Massachussett’s-based Jeremy Gillʼs music has been lauded as “vividly colored” (The New York Times), “exhilarating” (The Philadelphia Inquirer), “intriguing” (The Washington Post), and “work of considerable intensity” (American Record Guide). He has composed in every genre—symphonies, concerti, chamber music, songs and song cycles, and opera—is an active pianist and conductor. His music has been commissioned by the Dallas Symphony, Concert Artists Guild, Chamber Music America, and the Lois Lehrman Grass Foundation, among others.
Formed in 2002 and now in residence at Harvard, the Parker Quartet (Daniel Chong, Ying Xue, Jessica Bodner, and Kee-Hyun Kim) has rapidly distinguished itself as one of the preeminent ensembles of its generation. The New York Times has hailed the quartet as “something extraordinary,” The Washington Post has described them as having “exceptional virtuosity [and] imaginative interpretation,” and The Boston Globe acclaims their “pinpoint precision and spectacular sense of urgency.” The quartet began touring on the international circuit after winning the Concert Artists Guild Competition as well as the Grand Prix and Mozart Prize at the Bordeaux International String Quartet Competition in France.

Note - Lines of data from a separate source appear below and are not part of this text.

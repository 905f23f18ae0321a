//! Runner configuration and logging
//!
//! - Configuration types (`AppConfig`, `ConnectorConfig`)
//! - YAML loading (`load_config`)
//! - Logging setup (`init_logging`)

mod loader;
pub mod logging;
mod types;

pub use types::{AppConfig, ConnectorConfig, Venue};

pub use loader::{config_path, load_config, load_config_from_str, CONFIG_PATH_ENV, DEFAULT_CONFIG_PATH};

pub use logging::init_logging;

“Capriccio” was commissioned by the Chamber Music America Classical Commissioning Program, with generous funding provided by The Andrew W. Mellon Foundation and the Chamber Music America Endowment Fund, and this recording of the work was supported by a NewMusic USA Project Grant awarded in January 2015, made possible by annual program support and/or endowment gifts from the Helen F. Whitaker Fund and the Aaron Copland Fund for Music.
SAN FRANCISCO CHRONICLE
"[A] varied and kaleidoscopic collection of vivid miniatures. To listen to the piece straight through is to go off in many unpredictable directions — invocations of Baroque and operatic music, etude-like explorations of the technical issues in string playing, and an ebullient cataloging of the various textural and rhetorical forms that writing for string quartet can take. ... [T]here’s a generosity of spirit at work here that is only reaffirmed by the quartet’s splendid playing." [FULL ARTICLE]
—Joshua Kosman
CLASSICAL MPR
"[A] compelling musical narrative much greater than the sum of the individual parts. Gill's stylistic references range from retro-Baroque to plinkingly post-modern, and the performance by the Parker Quartet, who commissioned the piece, is stunningly accomplished. A work to return to often, for fresh insight and stimulation." [FULL ARTICLE]
—Terry Blain
CLASSICAL-MODERN MUSIC REVIEW
"[A] tour de force of brilliant miniature compositions, relating one to another like the infinite variety of snowflakes descending onto earth during the first snow of winter. ... It is also a wonderful showcase for the Parker Quartet, who excel in producing dramatically pronounced differences and contrasts with a surety of the very best. ... By the vivacity of each part and the experience of the ever-shifting whole one is captivated and endlessly stimulated. In the process Jeremy Gill conveys to us his own special sensibilities as a composer of almost unlimited breadth, a master stylist who knows virtually no boundaries in his poetic collocation of past, present and future into an hour of quartet fireworks and fantasia." [FULL ARTICLE]
—Greg Edwards
AMERICAN RECORD GUIDE
"[T]he execution is fresh and clever. ... The cycle is a compositional tour-de-force that shows Gill’s versatility and attention to detail."